• **ABOUT THIS TASK**
Which lines of the data hold the word "Checking"? Copy all of them.
= Beginning of Section =
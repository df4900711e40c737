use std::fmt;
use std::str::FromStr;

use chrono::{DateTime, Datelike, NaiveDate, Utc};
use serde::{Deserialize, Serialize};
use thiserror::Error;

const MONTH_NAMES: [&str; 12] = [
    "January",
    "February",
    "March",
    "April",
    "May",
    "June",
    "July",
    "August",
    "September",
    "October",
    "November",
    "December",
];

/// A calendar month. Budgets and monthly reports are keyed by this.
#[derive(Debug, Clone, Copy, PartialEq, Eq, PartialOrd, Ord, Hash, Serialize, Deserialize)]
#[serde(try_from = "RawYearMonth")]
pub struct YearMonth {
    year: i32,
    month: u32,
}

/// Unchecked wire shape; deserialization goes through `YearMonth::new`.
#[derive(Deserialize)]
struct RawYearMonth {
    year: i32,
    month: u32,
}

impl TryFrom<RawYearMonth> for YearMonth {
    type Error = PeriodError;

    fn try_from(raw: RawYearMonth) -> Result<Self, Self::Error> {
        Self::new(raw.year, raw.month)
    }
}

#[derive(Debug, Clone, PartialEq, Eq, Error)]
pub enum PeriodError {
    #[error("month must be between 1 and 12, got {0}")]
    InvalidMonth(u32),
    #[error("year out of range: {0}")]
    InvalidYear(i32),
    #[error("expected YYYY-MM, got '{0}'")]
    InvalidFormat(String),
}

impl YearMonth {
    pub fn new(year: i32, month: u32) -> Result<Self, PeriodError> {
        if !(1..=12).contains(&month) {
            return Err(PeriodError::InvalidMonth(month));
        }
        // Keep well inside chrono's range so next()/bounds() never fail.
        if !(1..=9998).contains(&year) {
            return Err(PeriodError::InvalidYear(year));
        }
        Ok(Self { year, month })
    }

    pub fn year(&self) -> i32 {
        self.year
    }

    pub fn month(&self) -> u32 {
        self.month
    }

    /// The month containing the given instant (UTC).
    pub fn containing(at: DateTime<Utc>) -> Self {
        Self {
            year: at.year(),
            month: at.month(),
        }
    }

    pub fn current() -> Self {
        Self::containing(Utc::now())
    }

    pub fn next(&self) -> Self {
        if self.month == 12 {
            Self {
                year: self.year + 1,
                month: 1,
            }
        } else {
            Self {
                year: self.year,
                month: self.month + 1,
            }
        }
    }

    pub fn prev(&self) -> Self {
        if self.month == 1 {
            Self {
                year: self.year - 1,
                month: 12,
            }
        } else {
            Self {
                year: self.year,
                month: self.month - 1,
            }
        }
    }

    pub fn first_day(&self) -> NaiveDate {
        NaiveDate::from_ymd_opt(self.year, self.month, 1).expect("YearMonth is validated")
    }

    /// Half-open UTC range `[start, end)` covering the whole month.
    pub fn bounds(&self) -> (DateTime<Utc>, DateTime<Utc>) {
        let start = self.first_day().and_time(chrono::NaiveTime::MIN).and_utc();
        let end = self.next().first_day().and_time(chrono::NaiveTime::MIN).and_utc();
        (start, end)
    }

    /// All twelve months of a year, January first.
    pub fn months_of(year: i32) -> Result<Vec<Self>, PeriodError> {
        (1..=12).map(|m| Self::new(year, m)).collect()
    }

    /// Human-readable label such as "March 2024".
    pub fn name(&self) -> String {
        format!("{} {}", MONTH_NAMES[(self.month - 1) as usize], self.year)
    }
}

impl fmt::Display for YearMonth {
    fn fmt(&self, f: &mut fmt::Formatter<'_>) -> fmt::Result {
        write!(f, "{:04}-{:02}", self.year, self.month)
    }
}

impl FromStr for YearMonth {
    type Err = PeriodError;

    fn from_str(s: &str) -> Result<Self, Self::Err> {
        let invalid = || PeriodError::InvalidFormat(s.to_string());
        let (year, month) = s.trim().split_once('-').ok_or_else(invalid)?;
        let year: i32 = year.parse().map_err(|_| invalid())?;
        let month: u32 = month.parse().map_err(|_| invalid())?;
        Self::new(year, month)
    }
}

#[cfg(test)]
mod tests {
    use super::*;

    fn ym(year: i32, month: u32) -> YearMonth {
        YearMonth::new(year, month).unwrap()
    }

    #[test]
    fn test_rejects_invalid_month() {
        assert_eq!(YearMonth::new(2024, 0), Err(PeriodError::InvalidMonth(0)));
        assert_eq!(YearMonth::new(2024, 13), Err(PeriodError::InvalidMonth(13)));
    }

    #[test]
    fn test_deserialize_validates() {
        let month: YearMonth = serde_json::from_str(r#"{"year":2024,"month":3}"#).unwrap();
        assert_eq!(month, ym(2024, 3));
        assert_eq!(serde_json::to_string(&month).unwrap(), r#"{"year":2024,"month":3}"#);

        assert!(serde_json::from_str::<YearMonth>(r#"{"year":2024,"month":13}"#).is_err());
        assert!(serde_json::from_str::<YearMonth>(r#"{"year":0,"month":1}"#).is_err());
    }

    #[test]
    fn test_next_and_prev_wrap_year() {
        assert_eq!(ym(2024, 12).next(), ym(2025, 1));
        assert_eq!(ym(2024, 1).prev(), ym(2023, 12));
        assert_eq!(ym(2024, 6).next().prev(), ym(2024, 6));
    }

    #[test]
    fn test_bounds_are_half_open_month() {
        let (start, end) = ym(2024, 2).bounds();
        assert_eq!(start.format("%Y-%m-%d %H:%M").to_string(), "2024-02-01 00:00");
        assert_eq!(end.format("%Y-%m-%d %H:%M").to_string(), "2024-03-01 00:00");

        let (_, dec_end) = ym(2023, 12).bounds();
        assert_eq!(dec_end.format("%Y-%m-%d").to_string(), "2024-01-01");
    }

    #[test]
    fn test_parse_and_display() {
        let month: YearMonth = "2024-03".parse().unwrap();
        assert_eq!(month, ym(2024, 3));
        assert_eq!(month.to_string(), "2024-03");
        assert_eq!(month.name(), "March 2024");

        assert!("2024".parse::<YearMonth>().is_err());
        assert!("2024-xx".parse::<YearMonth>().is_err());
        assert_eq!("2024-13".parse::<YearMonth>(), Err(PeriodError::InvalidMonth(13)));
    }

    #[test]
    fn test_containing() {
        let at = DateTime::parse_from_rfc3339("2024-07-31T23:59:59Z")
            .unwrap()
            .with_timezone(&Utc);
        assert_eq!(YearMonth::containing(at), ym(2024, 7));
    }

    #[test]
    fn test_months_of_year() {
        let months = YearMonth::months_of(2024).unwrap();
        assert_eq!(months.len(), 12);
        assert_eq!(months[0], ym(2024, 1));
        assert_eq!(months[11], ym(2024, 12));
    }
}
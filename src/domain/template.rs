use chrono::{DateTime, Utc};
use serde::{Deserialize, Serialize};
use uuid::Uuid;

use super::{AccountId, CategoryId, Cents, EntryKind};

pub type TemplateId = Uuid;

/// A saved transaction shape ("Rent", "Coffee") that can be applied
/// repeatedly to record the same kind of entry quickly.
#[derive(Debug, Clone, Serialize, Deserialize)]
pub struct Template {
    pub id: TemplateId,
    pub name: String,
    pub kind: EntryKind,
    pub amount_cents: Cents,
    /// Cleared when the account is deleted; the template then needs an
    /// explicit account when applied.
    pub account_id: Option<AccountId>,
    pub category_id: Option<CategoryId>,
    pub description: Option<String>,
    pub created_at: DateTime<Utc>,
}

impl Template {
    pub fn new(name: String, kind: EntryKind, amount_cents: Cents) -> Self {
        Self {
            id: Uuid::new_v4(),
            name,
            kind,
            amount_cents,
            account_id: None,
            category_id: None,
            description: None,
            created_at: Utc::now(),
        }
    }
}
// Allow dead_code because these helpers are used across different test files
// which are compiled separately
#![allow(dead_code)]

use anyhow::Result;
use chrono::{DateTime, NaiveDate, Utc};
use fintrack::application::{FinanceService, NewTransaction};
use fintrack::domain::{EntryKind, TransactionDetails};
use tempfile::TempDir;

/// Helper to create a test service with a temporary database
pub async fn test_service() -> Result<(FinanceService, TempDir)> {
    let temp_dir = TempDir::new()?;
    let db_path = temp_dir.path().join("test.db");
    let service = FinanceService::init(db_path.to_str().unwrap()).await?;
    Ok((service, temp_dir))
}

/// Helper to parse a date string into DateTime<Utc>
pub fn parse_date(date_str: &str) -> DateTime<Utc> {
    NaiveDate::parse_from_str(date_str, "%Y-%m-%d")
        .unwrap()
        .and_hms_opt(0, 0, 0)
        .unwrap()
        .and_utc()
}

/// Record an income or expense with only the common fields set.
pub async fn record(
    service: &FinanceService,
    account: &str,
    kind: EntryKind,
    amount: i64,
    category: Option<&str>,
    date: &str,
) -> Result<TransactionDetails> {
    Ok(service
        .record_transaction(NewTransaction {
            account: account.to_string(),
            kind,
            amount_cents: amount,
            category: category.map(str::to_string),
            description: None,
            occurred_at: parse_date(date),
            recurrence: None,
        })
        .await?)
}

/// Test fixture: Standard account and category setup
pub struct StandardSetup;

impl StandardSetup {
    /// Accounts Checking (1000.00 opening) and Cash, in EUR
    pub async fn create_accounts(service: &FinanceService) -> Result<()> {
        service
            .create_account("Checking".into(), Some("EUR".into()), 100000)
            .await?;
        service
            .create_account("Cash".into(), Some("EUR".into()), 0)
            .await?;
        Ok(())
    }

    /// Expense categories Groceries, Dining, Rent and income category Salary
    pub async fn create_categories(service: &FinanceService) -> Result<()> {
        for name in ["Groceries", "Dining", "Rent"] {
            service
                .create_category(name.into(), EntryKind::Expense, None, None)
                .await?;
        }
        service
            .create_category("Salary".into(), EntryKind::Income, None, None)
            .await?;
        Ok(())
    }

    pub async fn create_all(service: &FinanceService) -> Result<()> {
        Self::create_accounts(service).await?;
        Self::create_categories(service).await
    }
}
= End of Section =
= Beginning of Section =
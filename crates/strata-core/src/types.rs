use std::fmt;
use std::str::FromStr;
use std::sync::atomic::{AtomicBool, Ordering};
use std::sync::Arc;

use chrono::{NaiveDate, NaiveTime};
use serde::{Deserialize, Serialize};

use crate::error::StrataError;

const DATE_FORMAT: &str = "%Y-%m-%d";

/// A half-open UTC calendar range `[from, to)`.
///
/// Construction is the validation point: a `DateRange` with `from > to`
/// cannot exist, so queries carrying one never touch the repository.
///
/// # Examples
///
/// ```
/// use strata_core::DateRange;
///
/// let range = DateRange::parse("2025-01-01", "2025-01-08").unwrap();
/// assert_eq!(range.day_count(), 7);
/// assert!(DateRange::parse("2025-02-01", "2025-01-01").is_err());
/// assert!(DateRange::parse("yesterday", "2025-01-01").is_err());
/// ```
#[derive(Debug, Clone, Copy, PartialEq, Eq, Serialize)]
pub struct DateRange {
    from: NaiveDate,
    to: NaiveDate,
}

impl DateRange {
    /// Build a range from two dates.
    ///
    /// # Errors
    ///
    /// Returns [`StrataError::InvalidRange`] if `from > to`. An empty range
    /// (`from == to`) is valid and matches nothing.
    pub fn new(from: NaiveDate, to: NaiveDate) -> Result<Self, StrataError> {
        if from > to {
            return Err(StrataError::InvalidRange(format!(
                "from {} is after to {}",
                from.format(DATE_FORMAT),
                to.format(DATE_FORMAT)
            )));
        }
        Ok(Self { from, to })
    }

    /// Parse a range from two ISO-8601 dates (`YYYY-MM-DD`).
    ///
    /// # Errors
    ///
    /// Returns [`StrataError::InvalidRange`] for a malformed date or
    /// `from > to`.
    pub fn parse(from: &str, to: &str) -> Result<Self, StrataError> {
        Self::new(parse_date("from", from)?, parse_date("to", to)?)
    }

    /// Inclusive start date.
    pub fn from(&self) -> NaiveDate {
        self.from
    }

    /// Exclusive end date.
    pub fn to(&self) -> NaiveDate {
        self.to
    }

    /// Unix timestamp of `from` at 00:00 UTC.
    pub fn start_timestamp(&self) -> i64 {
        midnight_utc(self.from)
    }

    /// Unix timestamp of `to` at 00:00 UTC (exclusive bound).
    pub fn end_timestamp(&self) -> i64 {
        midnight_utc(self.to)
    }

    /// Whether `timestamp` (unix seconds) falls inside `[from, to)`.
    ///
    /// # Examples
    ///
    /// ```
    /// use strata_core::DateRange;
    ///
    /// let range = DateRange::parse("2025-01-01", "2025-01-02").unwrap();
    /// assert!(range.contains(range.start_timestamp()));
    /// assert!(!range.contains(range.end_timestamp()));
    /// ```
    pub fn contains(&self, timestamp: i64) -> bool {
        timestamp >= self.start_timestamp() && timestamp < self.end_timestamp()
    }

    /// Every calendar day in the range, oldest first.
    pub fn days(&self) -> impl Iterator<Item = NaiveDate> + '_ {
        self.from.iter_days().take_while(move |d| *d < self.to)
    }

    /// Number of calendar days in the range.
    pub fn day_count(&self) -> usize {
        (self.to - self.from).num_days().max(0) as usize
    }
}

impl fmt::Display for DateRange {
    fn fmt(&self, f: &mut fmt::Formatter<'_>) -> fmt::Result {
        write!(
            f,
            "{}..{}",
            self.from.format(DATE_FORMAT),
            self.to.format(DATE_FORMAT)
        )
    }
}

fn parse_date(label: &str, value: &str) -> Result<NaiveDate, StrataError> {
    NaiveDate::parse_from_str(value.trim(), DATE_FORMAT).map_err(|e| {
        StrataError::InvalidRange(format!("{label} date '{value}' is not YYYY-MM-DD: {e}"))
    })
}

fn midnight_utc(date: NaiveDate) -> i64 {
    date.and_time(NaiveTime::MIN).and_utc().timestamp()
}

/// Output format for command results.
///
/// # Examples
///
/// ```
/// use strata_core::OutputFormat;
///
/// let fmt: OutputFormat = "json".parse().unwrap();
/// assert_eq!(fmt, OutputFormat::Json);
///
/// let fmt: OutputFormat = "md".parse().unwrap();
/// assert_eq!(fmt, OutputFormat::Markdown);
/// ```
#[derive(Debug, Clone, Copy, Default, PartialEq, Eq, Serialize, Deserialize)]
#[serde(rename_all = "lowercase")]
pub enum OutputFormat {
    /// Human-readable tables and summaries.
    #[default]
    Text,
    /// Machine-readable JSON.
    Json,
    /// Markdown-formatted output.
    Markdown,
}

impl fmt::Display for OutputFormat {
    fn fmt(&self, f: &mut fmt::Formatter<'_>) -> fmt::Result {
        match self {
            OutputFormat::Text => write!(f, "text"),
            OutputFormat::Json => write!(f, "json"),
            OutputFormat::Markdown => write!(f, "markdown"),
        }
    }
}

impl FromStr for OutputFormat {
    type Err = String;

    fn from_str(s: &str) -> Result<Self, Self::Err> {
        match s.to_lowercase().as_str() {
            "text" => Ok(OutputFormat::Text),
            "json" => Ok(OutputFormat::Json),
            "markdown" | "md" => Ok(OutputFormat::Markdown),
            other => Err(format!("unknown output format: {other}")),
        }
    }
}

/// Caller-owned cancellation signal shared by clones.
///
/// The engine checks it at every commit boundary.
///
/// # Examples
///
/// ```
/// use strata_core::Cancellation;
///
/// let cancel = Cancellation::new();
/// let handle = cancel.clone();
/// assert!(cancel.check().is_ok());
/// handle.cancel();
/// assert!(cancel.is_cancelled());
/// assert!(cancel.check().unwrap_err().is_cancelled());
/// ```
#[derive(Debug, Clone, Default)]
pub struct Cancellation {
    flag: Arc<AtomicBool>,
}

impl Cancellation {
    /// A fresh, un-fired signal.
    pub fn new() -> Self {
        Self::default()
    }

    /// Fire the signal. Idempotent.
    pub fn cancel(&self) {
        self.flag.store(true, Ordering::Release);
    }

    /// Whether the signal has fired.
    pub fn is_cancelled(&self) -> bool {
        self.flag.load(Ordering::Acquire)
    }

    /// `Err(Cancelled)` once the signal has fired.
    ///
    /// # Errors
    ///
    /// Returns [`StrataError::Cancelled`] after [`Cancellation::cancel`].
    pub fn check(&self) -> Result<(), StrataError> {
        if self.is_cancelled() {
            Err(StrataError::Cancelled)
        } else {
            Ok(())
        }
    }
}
= End of Section =
• **OUTPUT OF THE TASK**
    /// Accounts Checking (1000.00 opening) and Cash, in EUR
            .create_account("Checking".into(), Some("EUR".into()), 100000)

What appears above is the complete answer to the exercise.